---------- DATA FOR REVIEW ----------

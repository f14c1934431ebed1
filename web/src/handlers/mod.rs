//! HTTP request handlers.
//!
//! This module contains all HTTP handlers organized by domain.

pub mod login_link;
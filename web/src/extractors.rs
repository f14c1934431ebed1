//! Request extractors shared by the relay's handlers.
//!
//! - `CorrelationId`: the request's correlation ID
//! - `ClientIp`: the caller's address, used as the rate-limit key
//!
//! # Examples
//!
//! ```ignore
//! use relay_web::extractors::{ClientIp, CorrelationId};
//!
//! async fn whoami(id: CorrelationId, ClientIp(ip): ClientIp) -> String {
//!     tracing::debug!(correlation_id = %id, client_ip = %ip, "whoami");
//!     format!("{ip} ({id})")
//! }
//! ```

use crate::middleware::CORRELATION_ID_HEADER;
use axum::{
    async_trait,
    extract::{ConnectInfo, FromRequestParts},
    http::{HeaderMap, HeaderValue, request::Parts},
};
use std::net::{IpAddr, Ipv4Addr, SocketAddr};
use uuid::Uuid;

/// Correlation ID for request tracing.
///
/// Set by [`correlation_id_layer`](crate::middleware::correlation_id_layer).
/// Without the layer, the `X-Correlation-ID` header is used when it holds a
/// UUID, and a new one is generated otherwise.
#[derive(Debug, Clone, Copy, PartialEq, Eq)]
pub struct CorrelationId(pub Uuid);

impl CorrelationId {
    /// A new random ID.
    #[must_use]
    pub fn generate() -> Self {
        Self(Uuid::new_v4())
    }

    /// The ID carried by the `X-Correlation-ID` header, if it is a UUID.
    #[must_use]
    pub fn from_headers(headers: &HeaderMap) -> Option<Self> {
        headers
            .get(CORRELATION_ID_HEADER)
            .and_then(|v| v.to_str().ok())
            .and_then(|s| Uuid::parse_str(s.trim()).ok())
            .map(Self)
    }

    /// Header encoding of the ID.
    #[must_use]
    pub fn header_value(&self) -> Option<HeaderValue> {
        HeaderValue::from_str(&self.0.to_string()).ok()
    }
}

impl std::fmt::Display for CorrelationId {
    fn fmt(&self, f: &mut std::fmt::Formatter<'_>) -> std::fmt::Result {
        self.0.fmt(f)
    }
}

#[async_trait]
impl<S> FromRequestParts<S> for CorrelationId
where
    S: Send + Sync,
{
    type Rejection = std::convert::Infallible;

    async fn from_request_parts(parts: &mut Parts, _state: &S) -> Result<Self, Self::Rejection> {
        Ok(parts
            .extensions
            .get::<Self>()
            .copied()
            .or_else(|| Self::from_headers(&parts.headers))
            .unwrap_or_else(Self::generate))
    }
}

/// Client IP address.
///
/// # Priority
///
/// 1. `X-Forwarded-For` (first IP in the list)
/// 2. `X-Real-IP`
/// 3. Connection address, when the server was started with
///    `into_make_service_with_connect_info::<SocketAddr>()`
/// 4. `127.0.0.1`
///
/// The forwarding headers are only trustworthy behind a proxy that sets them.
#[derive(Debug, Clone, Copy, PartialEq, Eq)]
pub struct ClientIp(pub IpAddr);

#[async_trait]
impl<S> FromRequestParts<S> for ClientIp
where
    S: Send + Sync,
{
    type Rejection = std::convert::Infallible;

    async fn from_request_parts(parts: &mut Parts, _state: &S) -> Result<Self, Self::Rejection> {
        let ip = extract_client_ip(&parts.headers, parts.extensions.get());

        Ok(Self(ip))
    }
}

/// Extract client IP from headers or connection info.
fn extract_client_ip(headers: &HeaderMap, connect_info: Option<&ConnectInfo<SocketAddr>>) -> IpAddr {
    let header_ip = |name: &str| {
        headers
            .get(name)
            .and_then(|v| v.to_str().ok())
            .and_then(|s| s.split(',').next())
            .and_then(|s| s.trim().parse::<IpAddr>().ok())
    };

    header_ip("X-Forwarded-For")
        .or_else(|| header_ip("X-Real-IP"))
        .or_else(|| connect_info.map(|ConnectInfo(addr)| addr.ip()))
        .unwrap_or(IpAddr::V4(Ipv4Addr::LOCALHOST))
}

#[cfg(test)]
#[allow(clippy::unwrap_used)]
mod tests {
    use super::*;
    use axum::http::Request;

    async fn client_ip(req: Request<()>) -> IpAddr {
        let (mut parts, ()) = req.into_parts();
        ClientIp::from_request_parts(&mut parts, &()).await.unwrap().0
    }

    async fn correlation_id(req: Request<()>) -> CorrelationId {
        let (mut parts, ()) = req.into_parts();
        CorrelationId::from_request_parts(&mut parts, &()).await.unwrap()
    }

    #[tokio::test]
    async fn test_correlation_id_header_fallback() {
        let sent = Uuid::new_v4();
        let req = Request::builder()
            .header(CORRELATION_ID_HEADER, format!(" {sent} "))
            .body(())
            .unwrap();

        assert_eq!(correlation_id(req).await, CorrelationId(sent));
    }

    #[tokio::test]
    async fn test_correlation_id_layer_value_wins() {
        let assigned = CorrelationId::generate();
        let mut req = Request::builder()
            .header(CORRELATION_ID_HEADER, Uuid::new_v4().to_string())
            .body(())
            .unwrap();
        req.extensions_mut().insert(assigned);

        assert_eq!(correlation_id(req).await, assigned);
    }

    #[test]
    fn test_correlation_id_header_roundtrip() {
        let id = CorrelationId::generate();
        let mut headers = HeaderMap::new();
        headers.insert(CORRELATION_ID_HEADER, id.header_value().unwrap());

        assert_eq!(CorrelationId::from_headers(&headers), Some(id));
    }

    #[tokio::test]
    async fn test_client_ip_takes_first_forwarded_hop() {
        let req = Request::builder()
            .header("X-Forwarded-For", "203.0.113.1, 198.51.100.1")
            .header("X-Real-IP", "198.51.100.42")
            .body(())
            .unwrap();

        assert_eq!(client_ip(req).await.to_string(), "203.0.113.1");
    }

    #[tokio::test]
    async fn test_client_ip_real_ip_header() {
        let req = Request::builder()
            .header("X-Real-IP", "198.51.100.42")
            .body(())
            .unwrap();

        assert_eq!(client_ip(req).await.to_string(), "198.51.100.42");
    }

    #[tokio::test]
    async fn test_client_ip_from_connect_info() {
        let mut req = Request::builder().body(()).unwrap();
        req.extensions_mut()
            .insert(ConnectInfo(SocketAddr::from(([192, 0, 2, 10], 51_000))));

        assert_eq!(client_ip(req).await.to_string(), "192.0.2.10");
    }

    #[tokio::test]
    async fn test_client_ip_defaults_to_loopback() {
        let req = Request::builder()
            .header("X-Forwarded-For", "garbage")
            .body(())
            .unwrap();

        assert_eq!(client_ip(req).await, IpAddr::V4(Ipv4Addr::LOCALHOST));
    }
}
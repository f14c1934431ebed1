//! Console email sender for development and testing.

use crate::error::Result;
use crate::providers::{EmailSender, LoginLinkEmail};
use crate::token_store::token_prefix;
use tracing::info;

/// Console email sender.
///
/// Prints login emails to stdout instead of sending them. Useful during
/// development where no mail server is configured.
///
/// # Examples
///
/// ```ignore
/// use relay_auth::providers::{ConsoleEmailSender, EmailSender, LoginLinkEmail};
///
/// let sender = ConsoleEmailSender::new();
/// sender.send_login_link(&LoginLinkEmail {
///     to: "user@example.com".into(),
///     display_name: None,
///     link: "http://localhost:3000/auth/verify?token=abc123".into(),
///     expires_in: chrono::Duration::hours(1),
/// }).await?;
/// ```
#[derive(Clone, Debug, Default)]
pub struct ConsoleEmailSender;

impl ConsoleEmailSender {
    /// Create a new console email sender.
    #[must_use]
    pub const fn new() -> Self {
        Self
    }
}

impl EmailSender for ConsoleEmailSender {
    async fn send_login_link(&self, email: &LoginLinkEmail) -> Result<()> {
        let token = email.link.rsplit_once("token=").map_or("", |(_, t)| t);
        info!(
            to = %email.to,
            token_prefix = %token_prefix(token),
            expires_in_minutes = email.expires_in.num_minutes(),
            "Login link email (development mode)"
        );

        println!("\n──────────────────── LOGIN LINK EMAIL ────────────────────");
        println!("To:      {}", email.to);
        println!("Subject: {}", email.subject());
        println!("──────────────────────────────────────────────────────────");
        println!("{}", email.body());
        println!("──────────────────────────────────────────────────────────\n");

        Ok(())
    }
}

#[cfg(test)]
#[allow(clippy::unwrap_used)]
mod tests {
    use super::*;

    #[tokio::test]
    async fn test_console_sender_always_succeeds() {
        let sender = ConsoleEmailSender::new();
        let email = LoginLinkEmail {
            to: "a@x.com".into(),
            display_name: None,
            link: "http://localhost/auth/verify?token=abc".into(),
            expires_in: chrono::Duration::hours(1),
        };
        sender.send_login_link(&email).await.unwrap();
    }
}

----------

WHAT TO PRODUCE - Copy out each line of the data that holds the string "whoami".

SOLUTION TO THE PROBLEM -
//! async fn whoami(id: CorrelationId, ClientIp(ip): ClientIp) -> String {
//!     tracing::debug!(correlation_id = %id, client_ip = %ip, "whoami");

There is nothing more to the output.